The relationships of sleep factors separately and jointly with metabolic associated fatty liver disease (MAFLD) and significant fibrosis remain unclear. We intended to explore the relationships in the United States. This cross-sectional study included 4477 individuals from the National Health and Nutrition Examination Survey from 2017 to 2018. Information regarding each sleep factor (sleep duration, trouble sleeping, snoring, excessive daytime sleep, and sleep apnea symptoms) was obtained through questionnaires. MAFLD was diagnosed by transient elastography according to the consensus definitions. Multivariable logistic regression models were employed to explore relationships of sleep factors separately and jointly with MAFLD and significant fibrosis. Participants having a poor sleep pattern was associated with higher MAFLD and significant fibrosis risk, and poor sleep pattern was related to about threefold (OR, 3.67; 95% CI, 1.82-7.37) increased risk of MAFLD remarkably.
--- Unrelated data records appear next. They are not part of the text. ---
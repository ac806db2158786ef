//! The contract Quarry needs from a document-tree driver.

use std::fmt;
use std::hash::Hash;

use crate::error::EngineError;

/// Which expression language a locator is written in.
#[derive(Debug, Clone, Copy, PartialEq, Eq, Hash)]
pub enum QueryKind {
    /// A CSS selector evaluated by the engine itself.
    Native,
    /// An `XPath` 1.0 expression.
    Path,
}

/// An adapter over a live document tree.
/// Implement this for your driver.
///
/// Every call is blocking; Quarry never retries. Queries issued from an
/// element are scoped to it: native queries return matching descendants,
/// path queries are evaluated with the element as context node.
pub trait QueryEngine {
    /// Handle to an element (or the document). Equality must mean "same node".
    type Element: Clone + Eq + Hash + fmt::Debug;

    /// The document node, used as the root of probes and `:not` lookups.
    fn document(&self) -> Self::Element;

    /// Identity of the engine's capability set. Engines that answer probes
    /// identically must return the same id so probe results can be shared.
    fn capability_id(&self) -> String;

    /// Evaluate `expression` from `context` and return every matching element
    /// in document order. No match is an empty vector, not an error.
    fn find_all(
        &self,
        context: &Self::Element,
        expression: &str,
        kind: QueryKind,
    ) -> Result<Vec<Self::Element>, EngineError>;

    /// Evaluate `expression` from `context` and return the first match.
    fn find_one(
        &self,
        context: &Self::Element,
        expression: &str,
        kind: QueryKind,
    ) -> Result<Self::Element, EngineError> {
        self.find_all(context, expression, kind)?
            .into_iter()
            .next()
            .ok_or_else(|| EngineError::NotFound {
                expression: expression.to_string(),
            })
    }

    /// Attribute value, or `None` when the attribute is absent.
    fn attribute(&self, element: &Self::Element, name: &str) -> Result<Option<String>, EngineError>;

    /// Whether the element is rendered.
    fn is_displayed(&self, element: &Self::Element) -> Result<bool, EngineError>;

    /// Lowercase local name of the element.
    fn tag_name(&self, element: &Self::Element) -> Result<String, EngineError>;
}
When examining specific factors of sleep patterns individually, trouble sleeping (OR, 1.53; 95% CI, 1.10-2.12), snoring (OR, 2.11; 95% CI, 1.40-3.19), excessive daytime sleep (OR, 1.57; 95% CI, 0.93-2.62), and sleep apnea symptoms (OR, 1.87; 95% CI, 1.13-3.10) were positively associated with the odds of MAFLD (all P < 0.05). However, sleep duration was not independently correlated with MAFLD or significant fibrosis. Sleep patterns showed similar relationships with MAFLD, regardless of all age, sex, physical activity, and shift work groups. Poor sleep pattern was linked with a considerably higher risk of MAFLD and significant fibrosis.